Yekaterina Samutsevich walked free from Moscow City Court after six months in prison, however the appeal judge who suspended her two-year sentence said fellow band members Nadezhda Tolokonnikova and Maria Alyokhina should serve out their terms, according to Reuters.
In September, Russian prime minister Dimitri Medvedev said the young women deserve a second chance. Medvedev admitted that he did not approve of the lady’s performance of an anti-Kremlin number at the Cathedral of Christ the Savior, at a recent meeting with officials from United Russia. However, he told the meeting that a two-year incarceration would be “unproductive,” according to a report in the New York Times. Medvedev seeks to rid his state of a case that has put the Kremlin in an increasingly negative light in the West.
Prime Minister Medvedev has garnered much support from liberal voters in his country, and protests erupted in Russia when he decided to step down so that Vladimir Putin could return as president. He has been careful with his liberal rhetoric not to disturb his colleague, Mr. Putin, observed an article in the Christian Science Monitor.
A documentary movie was aired in September on the state-run Rossiya-1 channel, claiming that The Pussy Riot’s performance and even existence is bankrolled by a political enemy of Mr. Putin: one Boris Berezovsky.

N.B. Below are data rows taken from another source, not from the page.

//! Search outcome and lifecycle models

use serde::{Deserialize, Serialize};
use std::time::Duration;

/// Status shown before the first search
pub const READY_MESSAGE: &str = "Ready to search.";
/// Status shown while a request is in flight
pub const SEARCHING_MESSAGE: &str = "Searching for PDFs...";
/// Status used when the service answers without a message
pub const COMPLETE_MESSAGE: &str = "Search complete.";
/// Status used when an in-flight search is abandoned
pub const CANCELLED_MESSAGE: &str = "Search was cancelled.";

/// Successful body returned by the search service
#[derive(Debug, Clone, PartialEq, Eq, Serialize, Deserialize)]
pub struct ServiceReply {
    /// Matching document URLs, best first
    pub links: Vec<String>,
    /// Optional human-readable summary
    #[serde(default)]
    pub message: Option<String>,
}

/// Result of one completed search
#[derive(Debug, Clone, PartialEq, Eq, Serialize)]
pub struct SearchOutcome {
    links: Vec<String>,
    status_message: String,
    #[serde(with = "duration_ms")]
    elapsed: Duration,
}

impl SearchOutcome {
    /// Build an outcome from a service reply. Blank messages get the default.
    pub fn from_reply(reply: ServiceReply, elapsed: Duration) -> Self {
        let status_message = reply
            .message
            .filter(|m| !m.trim().is_empty())
            .unwrap_or_else(|| COMPLETE_MESSAGE.to_string());

        Self {
            links: reply.links,
            status_message,
            elapsed,
        }
    }

    pub fn links(&self) -> &[String] {
        &self.links
    }

    pub fn status_message(&self) -> &str {
        &self.status_message
    }

    /// Time spent waiting on the service
    pub fn elapsed(&self) -> Duration {
        self.elapsed
    }

    pub fn is_empty(&self) -> bool {
        self.links.is_empty()
    }
}

/// Lifecycle of the search form
#[derive(Debug, Clone, Default, PartialEq, Eq, Serialize)]
#[serde(tag = "state", content = "result", rename_all = "snake_case")]
pub enum SearchState {
    /// Nothing searched yet
    #[default]
    Idle,
    /// Request in flight
    Searching,
    /// Service answered; links may be empty
    Succeeded(SearchOutcome),
    /// Request failed with a user-facing message
    Failed(String),
}

impl SearchState {
    /// Status line for this state
    pub fn status_message(&self) -> &str {
        match self {
            SearchState::Idle => READY_MESSAGE,
            SearchState::Searching => SEARCHING_MESSAGE,
            SearchState::Succeeded(outcome) => outcome.status_message(),
            SearchState::Failed(message) => message,
        }
    }

    /// Links to display. Empty for every state but a successful one.
    pub fn links(&self) -> &[String] {
        match self {
            SearchState::Succeeded(outcome) => outcome.links(),
            _ => &[],
        }
    }

    pub fn is_searching(&self) -> bool {
        matches!(self, SearchState::Searching)
    }

    /// True once a search has finished, either way
    pub fn is_terminal(&self) -> bool {
        matches!(self, SearchState::Succeeded(_) | SearchState::Failed(_))
    }
}

mod duration_ms {
    use serde::Serializer;
    use std::time::Duration;

    pub fn serialize<S: Serializer>(value: &Duration, serializer: S) -> Result<S::Ok, S::Error> {
        serializer.serialize_u64(value.as_millis() as u64)
    }
}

Putin said in August he did not believe the three band members should be “judged too severely for this.”
Symeon Loannovskij of the Russian Orthodox Church in America (which has had no affiliation with the Moscow Patriarchate since 1927) said “yes there is” another side to the story, when asked by Arutz Sheva whether the liberal media was giving the Kremlin an unfair rap over the situation. The Moscow Patriarchate was unavailable to give a statement.